女優篠原ゆき子(40)倉科カナ(33)フリーアナウンサー笠井信輔(58)が21日、都内でチーム奥山25周年記念映画「女たち」(田中伸輝監督、6月1日公開)の公開“祈念”イベントでトークショーを行った。当初はこの日に公開予定だったが、新型コロナウイルス感染拡大による緊急事態宣言で来月1日に延期になっている。

笠井アナは「本来なら今日公開の予定でした。6月1日に無事に公開できるように祈るための“祈念”。長い間、映画の仕事をさせてもらっていますが、祈念は初めてです」と説明した。

主演の篠原演じる美咲は、半身不随の母親(高畑淳子=66)と2人暮らしをしながら、地域の学童保育所で働く、40歳目前の独身女性。自暴自棄になった母親に「あんたなんてうまなきゃよかった」と罵詈(ばり)雑言を浴びせ続けられる生活の中で、倉科演じる養蜂家の親友・香織が唯一の心のよりどころだった。だが、香織も人知れず深い闇を抱え、突然命を絶つ。美咲の心も折れて崩壊へと向かっていく。

篠原は「美咲はとある田舎に住む40歳のパートタイマーで母親の介護をする、日本にも世界にもたくさんいる女性の1人です」。倉科は「香織は養蜂家で、心に闇を抱えています」と役柄を紹介した。

笠井アナは「シンプルなタイトルだけど、すさまじい映画だなと思います。女たちが壊れていく、精神的格闘技ゲームだなと思いました。ここまで女優さんたちのインパクトが強い映画は、近年なかっった。みんながみんな、ストレスを抱えていて出口がない。どこに突破口を見いだしていくのか、いろいろなことを考えさせられる映画です」と話した。

篠原は「とある他の現場で、(製作の)奥山(和由)さんとご一緒させてもらって、突然、『篠原さんの主演映画撮ろうよ』と言われました。真に受けないようにして、信じていなかったんですけど(笑い)。初めて企画がゼロのところから携わった。(コロナ禍で)どうしよう、どんなことになっちゃうんだろうかと思っていましたが、こうやって公開間近になって、うそのような気持ちです」と涙をにじませた。

役作りのため髪の毛を40センチ切ってショートカットにした倉科は「養蜂家ということだけ聞いていましたた。奥山さんと映画祭ですれ違って『いつかお仕事できたらいいね』と言われていました。台本を送っていただいて、表面的なものじゃなく私だけのものを出せるんじゃないかと思いました。
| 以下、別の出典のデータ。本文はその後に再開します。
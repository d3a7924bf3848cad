//! Main loop side of the sample pipeline.
//!
//! Each poll takes at most one sample from the mailbox and routes it by
//! device mode: into the calibration accumulator while calibrating, or to
//! the log, the chart and the serial stream, in that order, while running.
//! A failing consumer never stops the others or the sampling.

use crate::calibration::Calibration;
use crate::config::{Calibrate, StartupConfig};
use crate::display::{Display, Lcd};
use crate::logger::{LogWriter, Volume};
use crate::pipeline::{DeviceMode, Sample, SampleConsumer};
use crate::serial::{SerialStreamer, TxRegister};

/// Non-blocking sample output, skipped while busy.
pub trait Stream {
    fn try_send(&mut self, sample: Sample) -> bool;
}

impl<TX> Stream for SerialStreamer<TX>
where
    TX: TxRegister,
{
    fn try_send(&mut self, sample: Sample) -> bool {
        self.is_idle() && self.send(sample)
    }
}

#[derive(Copy, Clone, Debug, PartialEq, Eq)]
#[cfg_attr(feature = "board", derive(defmt::Format))]
pub enum Dispatched {
    Nothing,
    Dropped(Sample),
    Calibrating,
    Calibrated(Sample),
    Recorded { logged: bool, streamed: bool },
}

#[derive(Copy, Clone, Debug, Default, PartialEq, Eq)]
#[cfg_attr(feature = "board", derive(defmt::Format))]
pub struct Stats {
    pub logged: u32,
    pub log_failures: u32,
    pub chart_failures: u32,
    pub streamed: u32,
    pub serial_skipped: u32,
    pub dropped: u32,
}

pub struct Dispatcher<'a, V, LCD> {
    consumer: SampleConsumer<'a>,
    calibration: Option<Calibration>,
    log: Option<LogWriter<V>>,
    display: Display<LCD>,
    stream_serial: bool,
    stats: Stats,
}

impl<'a, V, LCD> Dispatcher<'a, V, LCD>
where
    V: Volume,
    LCD: Lcd,
{
    pub fn new(
        consumer: SampleConsumer<'a>,
        display: Display<LCD>,
        log: Option<LogWriter<V>>,
    ) -> Self {
        Dispatcher {
            consumer,
            calibration: None,
            log,
            display,
            stream_serial: false,
            stats: Stats::default(),
        }
    }

    /// Leaves Idle for Calibrating or Running. A device already in Error
    /// stays there.
    pub fn start(&mut self, config: StartupConfig) -> DeviceMode {
        self.stream_serial = config.stream_serial;
        if config.calibrate {
            if self.consumer.enter(DeviceMode::Calibrating) {
                self.calibration = Some(Calibration::new(Calibrate::ITEMS));
            }
        } else {
            self.consumer.enter(DeviceMode::Running);
        }
        self.consumer.mode()
    }

    /// Terminal failure, only reachable before `start`.
    pub fn fail(&mut self) -> bool {
        self.consumer.enter(DeviceMode::Error)
    }

    pub fn poll<S: Stream>(&mut self, stream: &mut S) -> Dispatched {
        match self.consumer.take() {
            Some(sample) => self.dispatch(sample, stream),
            None => Dispatched::Nothing,
        }
    }

    pub fn dispatch<S: Stream>(&mut self, sample: Sample, stream: &mut S) -> Dispatched {
        match self.consumer.mode() {
            DeviceMode::Calibrating => self.calibrate(sample),
            DeviceMode::Running => self.record(sample, stream),
            DeviceMode::Idle | DeviceMode::Error => {
                self.stats.dropped += 1;
                Dispatched::Dropped(sample)
            }
        }
    }

    fn calibrate(&mut self, sample: Sample) -> Dispatched {
        let calibration = match self.calibration.as_mut() {
            Some(calibration) => calibration,
            None => return Dispatched::Dropped(sample),
        };
        match calibration.feed(sample) {
            Some(baseline) => {
                self.calibration = None;
                self.display.set_calibration(baseline);
                self.consumer.enter(DeviceMode::Running);
                Dispatched::Calibrated(baseline)
            }
            None => Dispatched::Calibrating,
        }
    }

    fn record<S: Stream>(&mut self, sample: Sample, stream: &mut S) -> Dispatched {
        let logged = match self.log.as_mut() {
            Some(log) => match log.append(sample) {
                Ok(()) => {
                    self.stats.logged += 1;
                    true
                }
                Err(_) => {
                    self.stats.log_failures += 1;
                    false
                }
            },
            None => false,
        };

        if self.display.update(sample).is_err() {
            self.stats.chart_failures += 1;
        }

        let mut streamed = false;
        if self.stream_serial {
            streamed = stream.try_send(sample);
            if streamed {
                self.stats.streamed += 1;
            } else {
                self.stats.serial_skipped += 1;
            }
        }
        Dispatched::Recorded { logged, streamed }
    }

    pub fn mode(&self) -> DeviceMode {
        self.consumer.mode()
    }

    pub fn stats(&self) -> Stats {
        self.stats
    }

    pub fn is_logging(&self) -> bool {
        self.log.is_some()
    }

    pub fn is_streaming(&self) -> bool {
        self.stream_serial
    }

    pub fn display(&mut self) -> &mut Display<LCD> {
        &mut self.display
    }

    /// Mailbox side used for the interrupt-driven delays.
    pub fn consumer(&mut self) -> &mut SampleConsumer<'a> {
        &mut self.consumer
    }
}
香織ちゃんが、女であることを憎んでいるような役柄じゃないかと思ったので(髪の毛を)切らせてもらっていいですか、と」と振りかえた。

篠原は「倉科さんは天真らんまんのイメージで、闇を抱えている香織とは合わないと思っていた。でも、顔合わせで、この人あるかもと(笑い)」。倉科は「誰しも、見ている方は香織ちゃんに共感するところがあると思う。自分自身のやっかいさ、でも切り離せない負のスパイラルは分かる。香織ちゃんと向き合って、昔の自分を見ているようでした。香織ちゃんみたいにお酒をガーッと飲んで、踏み出せば飛び降りてしまうこともできてしまう。そこをどう踏みとどまるかだと思う」と話した。

篠原は「今、コロナ禍で、本当にこの作品も公開できるのか分からない状況でした。そして、もっとシビアな状況の方もいる。でも、明日はいいことがあるかもしれない。その思いをつなげていってほしい」。倉科は「生きることって苦しい。泥臭く生きていくしかない。でも、ひとさじのハチミツのように小さな希望もある。小さな希望を見つけていただけたら」と話した。